Kasus demi kasus kriminalisasi ulama terjadi di negeri ini. Dan hal itu terjadi di era pemerintahan Jokowi saat ini. Meskipun peristiwa ini dibantah oleh beberapa menterinya dengan mengatakan tidak mungkin Pak Jokowi mengkriminalkan ulama karena beliau seorang muslim juga. Kapolri Tito Karnavian pun ikut membantah hal tersebut. Namun masyarakat secara kasat mata disuguhkan hal yang bertolak belakang. Kata Pakar Hukum Tata Negara Prof. Dr. Yusril Ihza Mahendra, pemerintah seperti membiarkan kesan. yang melekat pada benak masyarakat bahwa rezim ini anti-Islam.

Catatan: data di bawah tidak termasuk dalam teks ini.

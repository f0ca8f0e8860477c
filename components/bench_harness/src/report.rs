//! Ranking and result formatting
//!
//! A [`RankedReport`] orders one row of the matrix fastest first. Ties keep
//! registry order and unavailable entries go last, still visible with their
//! failure reason.

use crate::chart::{ChartRequest, ChartSink};
use crate::engine::TimingMode;
use crate::matrix::ResultMatrix;
use core_types::{Measurement, MeasurementError};
use serde::{Deserialize, Serialize};
use thiserror::Error;

/// Axis label handed to every chart
pub const AXIS_LABEL: &str = "Time in milliseconds";

/// Errors raised while publishing results
#[derive(Debug, Error)]
pub enum ReportError {
    /// Chart or report file could not be written
    #[error("could not write report: {0}")]
    Io(#[from] std::io::Error),

    /// JSON serialization failed
    #[error("could not serialize results: {0}")]
    Json(#[from] serde_json::Error),
}

/// One runtime's place in a ranked benchmark row
#[derive(Debug, Clone, PartialEq, Serialize, Deserialize)]
pub struct RankedEntry {
    /// Runtime display name
    pub runtime: String,
    /// Its measurement for this benchmark
    pub measurement: Measurement,
}

/// A benchmark row sorted ascending by duration
#[derive(Debug, Clone, PartialEq, Serialize, Deserialize)]
pub struct RankedReport {
    /// Benchmark display name
    pub benchmark: String,
    /// Entries, fastest first
    pub entries: Vec<RankedEntry>,
}

impl RankedReport {
    /// Rank cells given in registry order
    pub fn from_row(benchmark: &str, row: &[(&str, &Measurement)]) -> Self {
        let mut entries: Vec<RankedEntry> = row
            .iter()
            .map(|(runtime, measurement)| RankedEntry {
                runtime: runtime.to_string(),
                measurement: (*measurement).clone(),
            })
            .collect();
        // sort_by is stable, so ties stay in registry order
        entries.sort_by(|a, b| a.measurement.rank_cmp(&b.measurement));
        Self {
            benchmark: benchmark.to_string(),
            entries,
        }
    }

    /// Runtime names in ranked order
    pub fn runtimes(&self) -> Vec<&str> {
        self.entries.iter().map(|e| e.runtime.as_str()).collect()
    }

    /// Chart input holding only entries with a duration
    pub fn chart_request(&self) -> ChartRequest {
        let (runtimes, durations): (Vec<String>, Vec<f64>) = self
            .entries
            .iter()
            .filter_map(|e| e.measurement.millis().map(|ms| (e.runtime.clone(), ms)))
            .unzip();
        ChartRequest {
            title: self.benchmark.clone(),
            runtimes,
            durations,
            axis_label: AXIS_LABEL.to_string(),
        }
    }
}

/// Rank one row of the matrix; `None` if the benchmark is unknown
pub fn rank(matrix: &ResultMatrix, benchmark: &str) -> Option<RankedReport> {
    matrix
        .row(benchmark)
        .map(|row| RankedReport::from_row(benchmark, &row))
}

/// Ranked reports for every row, aggregate last when present
pub fn rank_all(matrix: &ResultMatrix) -> Vec<RankedReport> {
    matrix
        .report_order()
        .into_iter()
        .filter_map(|b| rank(matrix, b))
        .collect()
}

/// Render one chart per row through `sink`; returns the number rendered
pub fn publish<S: ChartSink + ?Sized>(
    matrix: &ResultMatrix,
    sink: &mut S,
) -> Result<usize, ReportError> {
    let reports = rank_all(matrix);
    for report in &reports {
        sink.render(&report.chart_request())?;
    }
    Ok(reports.len())
}

/// A failed pair, for machine-readable output
#[derive(Debug, Clone, PartialEq, Serialize, Deserialize)]
pub struct FailureRecord {
    /// Benchmark name
    pub benchmark: String,
    /// Runtime name
    pub runtime: String,
    /// What went wrong
    pub error: MeasurementError,
}

/// Complete machine-readable result of a run
#[derive(Debug, Clone, PartialEq, Serialize, Deserialize)]
pub struct RunSummary {
    /// Timing strategy the numbers came from
    pub timing: TimingMode,
    /// Ranked rows, aggregate last
    pub results: Vec<RankedReport>,
    /// Failed pairs
    pub failures: Vec<FailureRecord>,
}

impl RunSummary {
    /// Summarize a matrix
    pub fn new(matrix: &ResultMatrix, timing: TimingMode) -> Self {
        Self {
            timing,
            results: rank_all(matrix),
            failures: matrix
                .failures()
                .into_iter()
                .map(|(benchmark, runtime, error)| FailureRecord {
                    benchmark: benchmark.to_string(),
                    runtime: runtime.to_string(),
                    error: error.clone(),
                })
                .collect(),
        }
    }
}

/// Format results as JSON
pub fn format_results_json(
    matrix: &ResultMatrix,
    timing: TimingMode,
) -> Result<String, ReportError> {
    Ok(serde_json::to_string_pretty(&RunSummary::new(matrix, timing))?)
}

/// Format results as human-readable ranked tables
pub fn format_results(matrix: &ResultMatrix) -> String {
    let mut output = String::new();

    for report in rank_all(matrix) {
        output.push_str(&format!("\n{}\n", report.benchmark));
        output.push_str(&format!(
            "{:<6} {:<24} {:>15}  {:<10}\n",
            "Rank", "Runtime", "Duration (ms)", "Status"
        ));
        output.push_str(&format!("{}\n", "=".repeat(60)));

        let mut rank = 0;
        for entry in &report.entries {
            match &entry.measurement {
                Measurement::Millis(ms) => {
                    rank += 1;
                    output.push_str(&format!(
                        "{:<6} {:<24} {:>12.2} ms  {:<10}\n",
                        rank, entry.runtime, ms, "✓ PASS"
                    ));
                }
                Measurement::Unavailable(reason) => {
                    output.push_str(&format!(
                        "{:<6} {:<24} {:>15}  {:<10}\n",
                        "-", entry.runtime, "-", "✗ FAIL"
                    ));
                    match reason {
                        Some(error) => output.push_str(&format!("  Error: {}\n", error)),
                        None => output.push_str("  Error: no successful runs\n"),
                    }
                }
            }
        }
    }

    output
}
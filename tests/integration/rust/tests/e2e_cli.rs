//! End-to-End CLI Integration Tests
//!
//! Drives the `xbench` run routine with a YAML config and checks the JSON
//! it emits.

#![cfg(unix)]

use bench_cli::{run, Cli};
use clap::Parser;
use std::fs;
use std::path::Path;

fn write_config(dir: &Path, body: &str) -> std::path::PathBuf {
    let path = dir.join("xbench.yaml");
    fs::write(&path, body).unwrap();
    path
}

fn run_json(args: &[&str]) -> (bool, serde_json::Value) {
    let mut argv = vec!["xbench", "--json", "--no-charts"];
    argv.extend_from_slice(args);
    let cli = Cli::try_parse_from(argv).expect("valid arguments");

    let mut out = Vec::new();
    let ok = run(&cli, &mut out).expect("run failed");
    let json = serde_json::from_slice(&out).expect("valid JSON output");
    (ok, json)
}

/// Test: JSON output ranks runtimes and appends the aggregate
#[test]
fn test_e2e_cli_json_ranking() {
    let dir = tempfile::tempdir().unwrap();
    fs::write(dir.path().join("fib.sh"), "echo 832040\necho 8\n").unwrap();
    fs::write(dir.path().join("fib.bash"), "echo 832040\necho 2\n").unwrap();
    fs::write(dir.path().join("ack.sh"), "echo 2\n").unwrap();
    fs::write(dir.path().join("ack.bash"), "echo 8\n").unwrap();
    let config = write_config(
        dir.path(),
        "runtimes:\n  - {name: Sh, invocation: [sh], file_suffix: .sh}\n  - {name: Bash, invocation: [sh], file_suffix: .bash}\nbenchmarks: [fib, ack]\n",
    );
    let bench_dir = dir.path().to_str().unwrap();

    let (ok, json) = run_json(&["--config", config.to_str().unwrap(), "--bench-dir", bench_dir]);

    assert!(ok);
    assert_eq!(json["timing"], "self_reported");
    let results = json["results"].as_array().unwrap();
    assert_eq!(results.len(), 3);
    assert_eq!(results[0]["benchmark"], "fib");
    assert_eq!(results[0]["entries"][0]["runtime"], "Bash");
    assert_eq!(results[1]["entries"][0]["runtime"], "Sh");

    // Both runtimes score sqrt(2 * 8) = 4; the tie keeps registry order
    assert_eq!(results[2]["benchmark"], "Geometric Mean");
    assert_eq!(results[2]["entries"][0]["runtime"], "Sh");
    let mean = results[2]["entries"][0]["measurement"]["millis"].as_f64().unwrap();
    assert!((mean - 4.0).abs() < 1e-9);
}

/// Test: discovery plus a wall-clock run reports failures without aborting
#[test]
fn test_e2e_cli_discover_wall_clock() {
    let dir = tempfile::tempdir().unwrap();
    fs::write(dir.path().join("ok.sh"), "true\n").unwrap();
    fs::write(dir.path().join("bad.sh"), "exit 7\n").unwrap();
    let config = write_config(
        dir.path(),
        "runtimes:\n  - {name: Sh, invocation: [sh], file_suffix: .sh}\nbenchmarks: [unused]\n",
    );

    let (ok, json) = run_json(&[
        "--config",
        config.to_str().unwrap(),
        "--bench-dir",
        dir.path().to_str().unwrap(),
        "--discover",
        "--mode",
        "wall-clock",
    ]);

    assert!(!ok);
    assert_eq!(json["timing"], "wall_clock");
    let failures = json["failures"].as_array().unwrap();
    assert_eq!(failures.len(), 1);
    assert_eq!(failures[0]["benchmark"], "bad");
    assert_eq!(failures[0]["error"]["kind"], "benchmark_failure");
    assert_eq!(failures[0]["error"]["exit_code"], 7);

    let results = json["results"].as_array().unwrap();
    assert_eq!(results[0]["benchmark"], "bad");
    assert_eq!(results[1]["benchmark"], "ok");
    assert!(results[1]["entries"][0]["measurement"]["millis"].as_f64().unwrap() >= 0.0);
}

Kasus teranyar menimpa Ketua Umum Pimpinan Pusat Pemuda Muhammadiyah Dahnil Anzar Simanjutak. Dalam sebuah diskusi di televisi, Dahnil mengatakan bahwa ada aktor besar di balik kasus Novel Baswedan yang berlarut-larut. Gara-gara pernyataan ini beliau dipanggil kepolisian. Kasus sebelumnya yang juga menimpa ulama adalah kasus ceramah Ustadz Zulkifli Muhammad Ali yang dianggap mengandung ujaran kebencian (hate speech) dan menyinggung SARA.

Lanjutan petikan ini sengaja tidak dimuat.